═══ DATA UNDER STUDY
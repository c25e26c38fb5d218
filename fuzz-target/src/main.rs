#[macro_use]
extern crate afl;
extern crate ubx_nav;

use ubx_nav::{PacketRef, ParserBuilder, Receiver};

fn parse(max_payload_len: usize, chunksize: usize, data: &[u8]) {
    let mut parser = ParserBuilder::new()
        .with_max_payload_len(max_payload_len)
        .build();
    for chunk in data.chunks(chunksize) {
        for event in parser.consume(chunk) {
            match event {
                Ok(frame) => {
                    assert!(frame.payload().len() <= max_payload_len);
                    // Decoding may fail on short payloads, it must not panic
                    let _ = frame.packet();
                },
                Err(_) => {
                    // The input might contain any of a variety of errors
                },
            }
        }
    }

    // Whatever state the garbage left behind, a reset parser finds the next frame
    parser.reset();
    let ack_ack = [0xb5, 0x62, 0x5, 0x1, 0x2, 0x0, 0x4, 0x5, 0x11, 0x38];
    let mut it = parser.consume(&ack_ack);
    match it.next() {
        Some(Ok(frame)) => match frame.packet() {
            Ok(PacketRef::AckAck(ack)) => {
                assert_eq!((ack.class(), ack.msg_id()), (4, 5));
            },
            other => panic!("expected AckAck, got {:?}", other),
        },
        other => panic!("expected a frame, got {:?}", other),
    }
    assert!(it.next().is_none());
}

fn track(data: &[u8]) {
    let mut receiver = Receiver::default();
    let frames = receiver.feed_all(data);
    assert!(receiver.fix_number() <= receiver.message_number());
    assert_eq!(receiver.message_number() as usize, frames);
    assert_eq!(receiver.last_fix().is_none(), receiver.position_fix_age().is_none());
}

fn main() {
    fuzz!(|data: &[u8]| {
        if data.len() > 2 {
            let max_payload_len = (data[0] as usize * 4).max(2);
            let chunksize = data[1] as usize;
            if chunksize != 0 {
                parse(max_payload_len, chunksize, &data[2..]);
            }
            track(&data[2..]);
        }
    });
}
══════
• [WHAT TO WORK ON]
Filter the entries down to the lines that hold "crate". Copy those lines.

• [ANSWER FOR THE TASK]
extern crate afl;
extern crate ubx_nav;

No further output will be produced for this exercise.